Change… Preparing for Winter

Good morning from… by the brook♡

Though most of our trees are still very much green, our brook residents have begun preparing for winter. The male Mallards are molting, revealing their green iridescent headdress, doing their best to look dapper for the dames. While the deer are discarding their red fur jackets in exchange for a darker brown, double layered winter coat. All seemingly unfazed with their inherent changes, just doing what comes natural to them.

This morning as I stood feeding my insatiable feathered friends, I caught a glimpse of the falling leaves. One after the other; some twirling and spinning, catching streams of air beneath their tips, making it appear as if they were dancing on their way down. Others just free falling, as if weighted by something, allowing the law of gravity to have its way. Life is like that I guess. Some days leave us feeling light and airy and others, well you just want to fall down like a heap of bricks… defeated.

I Quickly diverted my attention with a deep, full breath to either dissipate or possibly press down the emotional sensations moving upward into my throat.
Why does life have to be so trivial at times? Why can change feel so… off? Do you think maybe it’s just old ingrained stories, and deeply rooted emotions that rise to the top when something feels different? Why do certain seemingly small situations, seem to overwhelm us, causing a battle with gravity, pulling us down as we fight to fly. Wouldn’t it be so much easier is we could just do and be what came came natural? Or maybe that’s not the answer; maybe it’s those overwhelming, different situations that push us through the old stories and uprooted emotions. It gets exhausting sometimes, but like my resident friends I’m ready to shed my old coverings to prepare for winter. Wishing you all an effortless transition in the upcoming seasonal change♡

Much love to you all,
Maureen

Inner Compass Points Home

 

Good morning from… by the brook♡
Happy first day of autumn. Just like clock work, Mother Nature and the weather man must have struck some sort of bargain, the warm summer winds gave way to a crisp chill. Pale yellow leaves have found their way down, peeking through the soft, tall blades of grass. The morning’s first light has not yet awakened, it seems a tad late. Maybe the moon has not yet clocked out, allowing the sun to sleep in just a wee bit more.

Across the brook a sizeable, silent silhouette floats past the towering trees that keep watch in the dark night. Then another smaller shadow scurries by to catch up. It must be one of the sweet fawn and it’s Mama on their way to breakfast before daybreak. Within moments of their passing fleetly, flapping, feathered, figures, (say that three times fast!) haphazardly drop from the dark sky, like mystical creatures returning home from a long night’s endeavor.

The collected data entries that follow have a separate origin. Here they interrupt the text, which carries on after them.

/// Expose the compilation target triple as an environment variable at build time.
///
/// `maskcmp version` prints it alongside the crate version.
fn main() {
    let target = std::env::var("TARGET").unwrap_or_else(|_| "unknown".to_string());
    println!("cargo:rustc-env=TARGET={target}");
}
//! CLI command definitions and argument parsing.
//!
//! Uses clap derive macros for ergonomic argument definitions.

pub mod args;

use maskcmp::compare::ComparisonOutcome;

/// One-line cached/computed summary for stderr.
pub fn summary_line(outcome: &ComparisonOutcome) -> String {
    let files = outcome.results.len();
    let cached = outcome.cached.len();
    let computed = outcome.computed.len();
    format!("{files} file(s), {cached} folder(s) from cache, {computed} computed")
}

/// Print the run summary and any cache warnings to stderr.
pub fn print_summary(outcome: &ComparisonOutcome) {
    use colored::Colorize;
    use std::io::Write;
    let stderr = std::io::stderr();
    let mut handle = stderr.lock();
    let _ = writeln!(handle, "  {} {}", "maskcmp".bold(), summary_line(outcome).dimmed());
    for warning in &outcome.warnings {
        let _ = writeln!(handle, "  {} {}", "⚠".yellow().bold(), warning.yellow());
    }
    let _ = handle.flush();
}
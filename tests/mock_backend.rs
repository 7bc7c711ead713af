//! Integration test using a mock metric backend.
//!
//! Validates the comparison pipeline end-to-end without running a real
//! scoring program by using a mock implementation of MetricBackend.

use std::sync::Arc;
use std::sync::atomic::{AtomicUsize, Ordering};

use async_trait::async_trait;

use maskcmp::backend::{BackendError, ComputeJob, MetricBackend};
use maskcmp::cache::CacheEngine;
use maskcmp::compare::{CompareError, ComparisonRunner};
use maskcmp::models::{BaseFolderPaths, ComparisonFolder, ComparisonRequest, MethodName, PerFileResult};

/// A mock backend that derives deterministic scores from folder names.
#[derive(Default)]
struct MockBackend {
    calls: AtomicUsize,
    /// Folder names seen across all calls, in order.
    seen: std::sync::Mutex<Vec<String>>,
    fail: bool,
}

impl MockBackend {
    fn failing() -> Self {
        Self {
            fail: true,
            ..Self::default()
        }
    }

    fn calls(&self) -> usize {
        self.calls.load(Ordering::SeqCst)
    }
}

fn score_for(name: &str) -> f64 {
    (name.len() % 10) as f64 / 10.0
}

#[async_trait]
impl MetricBackend for MockBackend {
    async fn compute(&self, job: &ComputeJob) -> Result<Vec<PerFileResult>, BackendError> {
        self.calls.fetch_add(1, Ordering::SeqCst);
        if self.fail {
            return Err(BackendError::Failed {
                status: "exit status: 1".into(),
                stderr: "mock failure".into(),
            });
        }
        let mut seen = self.seen.lock().unwrap();
        seen.extend(job.comparisons.iter().map(|c| c.name.clone()));

        Ok(job
            .common_files
            .iter()
            .map(|file| {
                let mut r = PerFileResult::new(file.as_str());
                r.paths.insert(MethodName::Original, job.original.join(file));
                r.paths.insert(MethodName::Gt, job.gt.join(file));
                r.paths.insert(MethodName::Mine, job.mine.join(file));
                r.iou_scores.insert(MethodName::Mine, 0.5);
                r.accuracy_scores.insert(MethodName::Mine, 0.95);
                r.dice_scores.insert(MethodName::Mine, 0.66);
                for folder in &job.comparisons {
                    let m = MethodName::comparison(folder.name.as_str());
                    r.iou_scores.insert(m.clone(), score_for(&folder.name));
                    r.accuracy_scores.insert(m.clone(), 0.9);
                    r.dice_scores.insert(m.clone(), 0.6);
                    r.paths.insert(m, folder.path.join(file));
                }
                r
            })
            .collect())
    }
}

fn request(comparisons: &[ComparisonFolder]) -> ComparisonRequest {
    ComparisonRequest {
        base: BaseFolderPaths {
            original: "/data/orig".into(),
            gt: "/data/gt".into(),
            mine: "/data/mine".into(),
        },
        comparisons: comparisons.to_vec(),
        common_files: vec!["a.png".into(), "b.png".into(), "c.png".into()],
    }
}

async fn runner(dir: &std::path::Path, backend: Arc<MockBackend>) -> ComparisonRunner {
    let engine = CacheEngine::open(dir).await.unwrap();
    engine.initialize().await.unwrap();
    ComparisonRunner::new(Arc::new(engine), backend)
}

#[tokio::test]
async fn pipeline_caches_and_reuses_results() {
    let dir = tempfile::tempdir().unwrap();
    let backend = Arc::new(MockBackend::default());
    let runner = runner(dir.path(), backend.clone()).await;
    let folders = [ComparisonFolder::new("unet", "/data/unet"), ComparisonFolder::new("sam", "/data/sam")];

    let first = runner.run(&request(&folders)).await.unwrap();
    assert_eq!(backend.calls(), 1);
    assert_eq!(first.results.len(), 3);
    assert_eq!(first.computed, vec!["mine", "unet", "sam"]);

    let second = runner.run(&request(&folders)).await.unwrap();
    assert_eq!(backend.calls(), 1, "fully cached request must not hit the backend");
    assert_eq!(second.results, first.results);
    assert_eq!(second.cached, vec!["mine", "unet", "sam"]);
}

#[tokio::test]
async fn pipeline_computes_only_new_folder() {
    let dir = tempfile::tempdir().unwrap();
    let backend = Arc::new(MockBackend::default());
    let runner = runner(dir.path(), backend.clone()).await;
    let unet = ComparisonFolder::new("unet", "/data/unet");
    let sam = ComparisonFolder::new("sam", "/data/sam");

    runner.run(&request(&[unet.clone()])).await.unwrap();
    let outcome = runner.run(&request(&[unet, sam])).await.unwrap();

    assert_eq!(backend.calls(), 2);
    assert_eq!(*backend.seen.lock().unwrap(), vec!["unet", "sam"]);
    for r in &outcome.results {
        assert_eq!(r.iou_scores[&MethodName::comparison("unet")], score_for("unet"));
        assert_eq!(r.iou_scores[&MethodName::comparison("sam")], score_for("sam"));
        assert_eq!(r.iou_scores[&MethodName::Mine], 0.5);
    }
}

#[tokio::test]
async fn pipeline_rename_is_served_from_cache() {
    let dir = tempfile::tempdir().unwrap();
    let backend = Arc::new(MockBackend::default());
    let runner = runner(dir.path(), backend.clone()).await;
    let unet = ComparisonFolder::new("unet", "/data/unet");

    runner.run(&request(&[unet.clone()])).await.unwrap();
    let renamed = ComparisonFolder {
        name: "unet-final".into(),
        ..unet
    };
    let outcome = runner.run(&request(&[renamed])).await.unwrap();

    assert_eq!(backend.calls(), 1);
    let r = &outcome.results[0];
    assert!(r.iou_scores.contains_key(&MethodName::comparison("unet-final")));
    assert!(!r.iou_scores.contains_key(&MethodName::comparison("unet")));
}

#[tokio::test]
async fn backend_failure_propagates_and_caches_nothing() {
    let dir = tempfile::tempdir().unwrap();
    let backend = Arc::new(MockBackend::failing());
    let runner = runner(dir.path(), backend.clone()).await;

    let err = runner
        .run(&request(&[ComparisonFolder::new("unet", "/data/unet")]))
        .await
        .unwrap_err();
    assert!(matches!(err, CompareError::Backend(_)));

    let engine = CacheEngine::open(dir.path()).await.unwrap();
    assert_eq!(engine.stats().await.unwrap().entries, 0);
}

#[tokio::test]
async fn results_serialize_with_camel_case_keys() {
    let dir = tempfile::tempdir().unwrap();
    let runner = runner(dir.path(), Arc::new(MockBackend::default())).await;
    let outcome = runner
        .run(&request(&[ComparisonFolder::new("unet", "/data/unet")]))
        .await
        .unwrap();

    let json = serde_json::to_value(&outcome).unwrap();
    let first = &json["results"][0];
    assert_eq!(first["filename"], "a.png");
    assert_eq!(first["iouScores"]["unet"], score_for("unet"));
    assert_eq!(first["paths"]["GT"], "/data/gt/a.png");
    assert!(json["warnings"].as_array().unwrap().is_empty());
}
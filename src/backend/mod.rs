//! MetricBackend trait: the seam to whatever computes IoU/accuracy/Dice.
//!
//! The cache never computes scores itself. Folders that miss the cache are
//! handed to a backend as one [`ComputeJob`].

pub mod command;

use std::path::PathBuf;

use async_trait::async_trait;
use serde::{Deserialize, Serialize};
use thiserror::Error;

use crate::models::{BaseFolderPaths, ComparisonFolder, PerFileResult};

pub use command::CommandBackend;

/// Errors from a metric backend.
#[derive(Error, Debug)]
pub enum BackendError {
    #[error("failed to start backend `{command}`: {source}")]
    Spawn {
        command: String,
        #[source]
        source: std::io::Error,
    },

    #[error("backend timed out after {0}s")]
    Timeout(u64),

    #[error("backend exited with {status}: {stderr}")]
    Failed { status: String, stderr: String },

    #[error("failed to parse backend output: {0}")]
    Parse(String),

    #[error("backend not configured: {0}")]
    NotConfigured(String),
}

/// One folder to score against GT.
#[derive(Debug, Clone, PartialEq, Serialize, Deserialize)]
pub struct JobFolder {
    pub name: String,
    pub path: PathBuf,
}

impl From<&ComparisonFolder> for JobFolder {
    fn from(folder: &ComparisonFolder) -> Self {
        Self {
            name: folder.name.clone(),
            path: folder.path.clone(),
        }
    }
}

/// Input of one backend invocation.
///
/// `mine` is always scored by the backend; `comparisons` lists the extra
/// folders to score in the same pass.
#[derive(Debug, Clone, PartialEq, Serialize, Deserialize)]
#[serde(rename_all = "camelCase")]
pub struct ComputeJob {
    pub original: PathBuf,
    pub gt: PathBuf,
    pub mine: PathBuf,
    pub comparisons: Vec<JobFolder>,
    pub common_files: Vec<String>,
}

impl ComputeJob {
    pub fn new(base: &BaseFolderPaths, comparisons: &[ComparisonFolder], common_files: &[String]) -> Self {
        Self {
            original: base.original.clone(),
            gt: base.gt.clone(),
            mine: base.mine.clone(),
            comparisons: comparisons.iter().map(JobFolder::from).collect(),
            common_files: common_files.to_vec(),
        }
    }
}

/// Computes per-file scores for a job.
#[async_trait]
pub trait MetricBackend: Send + Sync {
    /// Score `mine` and every comparison folder of `job` against GT.
    async fn compute(&self, job: &ComputeJob) -> Result<Vec<PerFileResult>, BackendError>;
}
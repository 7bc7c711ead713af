//! CommandBackend: run an external program as the metric backend.
//!
//! The job is written to the program's stdin as JSON; the program prints a
//! JSON array of per-file results on stdout. Anything on stderr is kept for
//! the error message when the program fails.

use std::process::Stdio;
use std::time::Duration;

use async_trait::async_trait;
use tokio::io::AsyncWriteExt;
use tracing::debug;

use super::{BackendError, ComputeJob, MetricBackend};
use crate::config::BackendConfig;
use crate::models::PerFileResult;

/// Maximum stderr kept in an error message.
const MAX_STDERR: usize = 4 * 1024;

/// Backend that shells out to a configured command.
#[derive(Debug, Clone)]
pub struct CommandBackend {
    program: String,
    args: Vec<String>,
    timeout: Duration,
}

impl CommandBackend {
    pub fn new(program: impl Into<String>, args: Vec<String>, timeout: Duration) -> Self {
        Self {
            program: program.into(),
            args,
            timeout,
        }
    }

    /// Build from `[backend]`. Fails when no command is configured.
    pub fn from_config(config: &BackendConfig) -> Result<Self, BackendError> {
        let program = config.command.as_deref().ok_or_else(|| {
            BackendError::NotConfigured("set [backend] command or MASKCMP_BACKEND".to_string())
        })?;
        Ok(Self::new(
            program,
            config.args.clone(),
            Duration::from_secs(config.timeout_secs),
        ))
    }

    async fn run(&self, input: Vec<u8>) -> Result<std::process::Output, BackendError> {
        let mut child = tokio::process::Command::new(&self.program)
            .args(&self.args)
            .stdin(Stdio::piped())
            .stdout(Stdio::piped())
            .stderr(Stdio::piped())
            .kill_on_drop(true)
            .spawn()
            .map_err(|e| BackendError::Spawn {
                command: self.program.clone(),
                source: e,
            })?;

        if let Some(mut stdin) = child.stdin.take() {
            // A backend that exits without reading its input is judged by its exit status.
            if let Err(e) = stdin.write_all(&input).await {
                debug!(error = %e, "backend closed stdin early");
            }
        }

        child.wait_with_output().await.map_err(|e| BackendError::Spawn {
            command: self.program.clone(),
            source: e,
        })
    }
}

#[async_trait]
impl MetricBackend for CommandBackend {
    async fn compute(&self, job: &ComputeJob) -> Result<Vec<PerFileResult>, BackendError> {
        let input = serde_json::to_vec(job).map_err(|e| BackendError::Parse(e.to_string()))?;
        debug!(
            program = %self.program,
            comparisons = job.comparisons.len(),
            files = job.common_files.len(),
            "running metric backend"
        );

        let output = tokio::time::timeout(self.timeout, self.run(input))
            .await
            .map_err(|_| BackendError::Timeout(self.timeout.as_secs()))??;

        if !output.status.success() {
            let stderr = String::from_utf8_lossy(&output.stderr);
            let stderr: String = stderr.trim().chars().take(MAX_STDERR).collect();
            return Err(BackendError::Failed {
                status: output.status.to_string(),
                stderr,
            });
        }

        serde_json::from_slice(&output.stdout).map_err(|e| BackendError::Parse(e.to_string()))
    }
}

The sun unhurriedly rises above the tree tops, causing shimmering drops of dew to appear as twinkling prisms between the leaves. The shadows give way to reality and curiosity replaces fear, the brook, now buzzing with life.

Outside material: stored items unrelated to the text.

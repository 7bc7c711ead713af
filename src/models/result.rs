//! Per-file metric results as produced by the metric backend.

use std::path::{Path, PathBuf};

use indexmap::IndexMap;
use serde::{Deserialize, Serialize};

use super::MethodName;

/// Scores keyed by method, in insertion order.
pub type ScoreMap = IndexMap<MethodName, f64>;

/// Every metric computed for one file name across the requested methods.
#[derive(Debug, Clone, PartialEq, Serialize, Deserialize)]
#[serde(rename_all = "camelCase")]
pub struct PerFileResult {
    pub filename: String,
    #[serde(default)]
    pub iou_scores: ScoreMap,
    #[serde(default)]
    pub accuracy_scores: ScoreMap,
    #[serde(default)]
    pub dice_scores: ScoreMap,
    /// Image path per method, including the reserved `original`/`GT`/`mine`.
    #[serde(default)]
    pub paths: IndexMap<MethodName, PathBuf>,
}

impl PerFileResult {
    pub fn new(filename: impl Into<String>) -> Self {
        Self {
            filename: filename.into(),
            iou_scores: ScoreMap::new(),
            accuracy_scores: ScoreMap::new(),
            dice_scores: ScoreMap::new(),
            paths: IndexMap::new(),
        }
    }

    /// Whether any metric carries a score for `method`.
    pub fn has_scores_for(&self, method: &MethodName) -> bool {
        self.iou_scores.contains_key(method)
            || self.accuracy_scores.contains_key(method)
            || self.dice_scores.contains_key(method)
    }

    /// Move every value stored under `from` to `to`, dropping the old key.
    ///
    /// Reserved keys are never renamed, in either direction.
    pub fn rename_method(&mut self, from: &MethodName, to: &MethodName) {
        if from == to || from.is_reserved() || to.is_reserved() {
            return;
        }
        rename_key(&mut self.iou_scores, from, to);
        rename_key(&mut self.accuracy_scores, from, to);
        rename_key(&mut self.dice_scores, from, to);
        rename_key(&mut self.paths, from, to);
    }

    /// Restrict this result to a single method.
    ///
    /// Keeps the scores for `method` plus the paths of the reserved base
    /// methods, so the projection can be restored on its own. Returns `None`
    /// when no metric carries a score for `method`.
    pub fn project(&self, method: &MethodName) -> Option<PerFileResult> {
        if !self.has_scores_for(method) {
            return None;
        }

        let mut projected = PerFileResult::new(self.filename.clone());
        copy_key(&self.iou_scores, &mut projected.iou_scores, method);
        copy_key(&self.accuracy_scores, &mut projected.accuracy_scores, method);
        copy_key(&self.dice_scores, &mut projected.dice_scores, method);
        for key in [MethodName::Original, MethodName::Gt, MethodName::Mine] {
            copy_key(&self.paths, &mut projected.paths, &key);
        }
        copy_key(&self.paths, &mut projected.paths, method);
        Some(projected)
    }

    /// Move the image path stored under `method` from folder `from` to
    /// folder `to`, keeping its position relative to the folder.
    ///
    /// A path outside `from` is replaced by `to` joined with the file name.
    pub fn rebase_path(&mut self, method: &MethodName, from: &Path, to: &Path) {
        let Some(path) = self.paths.get_mut(method) else {
            return;
        };
        *path = match path.strip_prefix(from) {
            Ok(rest) => to.join(rest),
            Err(_) => to.join(&self.filename),
        };
    }

    /// Union `other` into `self`. On a key present in both, `other` wins.
    pub fn absorb(&mut self, other: &PerFileResult) {
        extend(&mut self.iou_scores, &other.iou_scores);
        extend(&mut self.accuracy_scores, &other.accuracy_scores);
        extend(&mut self.dice_scores, &other.dice_scores);
        extend(&mut self.paths, &other.paths);
    }
}

fn rename_key<V>(map: &mut IndexMap<MethodName, V>, from: &MethodName, to: &MethodName) {
    if let Some(value) = map.shift_remove(from) {
        map.insert(to.clone(), value);
    }
}

fn copy_key<V: Clone>(src: &IndexMap<MethodName, V>, dst: &mut IndexMap<MethodName, V>, key: &MethodName) {
    if let Some(value) = src.get(key) {
        dst.insert(key.clone(), value.clone());
    }
}

fn extend<V: Clone>(dst: &mut IndexMap<MethodName, V>, src: &IndexMap<MethodName, V>) {
    for (key, value) in src {
        dst.insert(key.clone(), value.clone());
    }
}
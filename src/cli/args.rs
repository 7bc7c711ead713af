//! Clap argument types and validation.

use clap::Parser;
use std::path::PathBuf;

/// Incremental GT comparison for segmentation masks.
#[derive(Parser, Debug)]
#[command(name = "maskcmp", version = maskcmp::constants::VERSION)]
pub struct Cli {
    /// Cache directory (overrides MASKCMP_CACHE_DIR and config files).
    #[arg(long, global = true)]
    pub cache_dir: Option<PathBuf>,

    #[command(subcommand)]
    pub command: Command,
}

/// Available commands.
#[derive(clap::Subcommand, Debug)]
pub enum Command {
    /// Score result folders against GT, reusing cached comparisons.
    Compare(Box<CompareArgs>),

    /// Inspect and maintain the comparison cache.
    Cache {
        #[command(subcommand)]
        action: CacheAction,
    },

    /// Print version and build information.
    Version,
}

/// Cache management subcommands.
#[derive(clap::Subcommand, Debug)]
pub enum CacheAction {
    /// Show cache statistics (entry count, size, last cleanup).
    Stats,
    /// List cached comparisons, most recently used first.
    List,
    /// Print the cache directory path.
    Path,
    /// Remove all cached comparisons.
    Clear,
    /// Remove comparisons not used within the given number of days.
    Cleanup {
        /// Age threshold in days (default: config `max_age_days`, else 30).
        #[arg(long)]
        max_age_days: Option<u32>,
    },
    /// Remove a single cached comparison by file name.
    Remove {
        /// Entry file name as shown by `cache list`.
        file_name: String,
    },
}

/// A `NAME=PATH` comparison folder argument.
#[derive(Debug, Clone, PartialEq, Eq)]
pub struct NamedFolder {
    pub name: String,
    pub path: PathBuf,
}

/// Parse `NAME=PATH`. The name may not contain `=`; the path may.
pub fn parse_named_folder(raw: &str) -> Result<NamedFolder, String> {
    let (name, path) = raw
        .split_once('=')
        .ok_or_else(|| format!("expected NAME=PATH, got `{raw}`"))?;
    let name = name.trim();
    if name.is_empty() {
        return Err(format!("missing name in `{raw}`"));
    }
    if path.is_empty() {
        return Err(format!("missing path in `{raw}`"));
    }
    Ok(NamedFolder {
        name: name.to_string(),
        path: PathBuf::from(path),
    })
}

/// Where the list of common file names comes from.
#[derive(Debug, Clone, PartialEq, Eq)]
pub enum FileSource {
    /// Given on the command line.
    Inline(Vec<String>),
    /// One name per line in a file.
    List(PathBuf),
}

/// Arguments for the `compare` subcommand.
#[derive(Parser, Debug)]
pub struct CompareArgs {
    // --- Base folders ---
    /// Folder of original images.
    #[arg(long)]
    pub original: PathBuf,

    /// Ground-truth mask folder.
    #[arg(long)]
    pub gt: PathBuf,

    /// Your own result folder.
    #[arg(long)]
    pub mine: PathBuf,

    /// Comparison folder as NAME=PATH. Repeatable.
    #[arg(long = "comparison", value_parser = parse_named_folder)]
    pub comparisons: Vec<NamedFolder>,

    // --- Files (one required) ---
    /// File names present in every folder. Comma-separated or repeated.
    #[arg(long = "file", value_delimiter = ',')]
    pub files: Vec<String>,

    /// Read file names from a file, one per line.
    #[arg(long)]
    pub files_from: Option<PathBuf>,

    // --- Behavior ---
    /// Neither read nor write the cache.
    #[arg(long, default_value_t = false)]
    pub no_cache: bool,

    /// Backend command (overrides MASKCMP_BACKEND and config files).
    #[arg(long)]
    pub backend: Option<String>,
}

impl CompareArgs {
    /// Validate that exactly one file source is given.
    pub fn file_source(&self) -> Result<FileSource, String> {
        match (self.files.is_empty(), &self.files_from) {
            (false, Some(_)) => Err("specify either --file or --files-from, not both".into()),
            (true, None) => Err("no files specified: use --file or --files-from".into()),
            (false, None) => Ok(FileSource::Inline(self.files.clone())),
            (true, Some(path)) => Ok(FileSource::List(path.clone())),
        }
    }
}
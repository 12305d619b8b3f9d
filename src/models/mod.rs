pub mod analysis;
pub mod ticket;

Back from it’s early morning meal, a sweet fawn curiously inches toward the fallen, feathered creatures, causing delicate ripples to roll inward making them bob like rubber ducks at a carnival game.

Each morning the brook calls home its dwellers, offering them a sanctuary of nourishment. It’s no wonder they accept the invitation.

I too will be traveling beyond the brook today, as I have begun a seasonal venture. For many months I have remained here exploring endeavors that illuminate my soul, but alas I must leave the quintessence of the brook, allowing my shadows to give way to reality. I am so grateful to have heard its summoning and its urging to move beyond my fears. Curiosity has encouraged me toward places I didn’t know existed. Like the dwellers of the brook, I will always accept its invitation to return, for my inner compass will always point home.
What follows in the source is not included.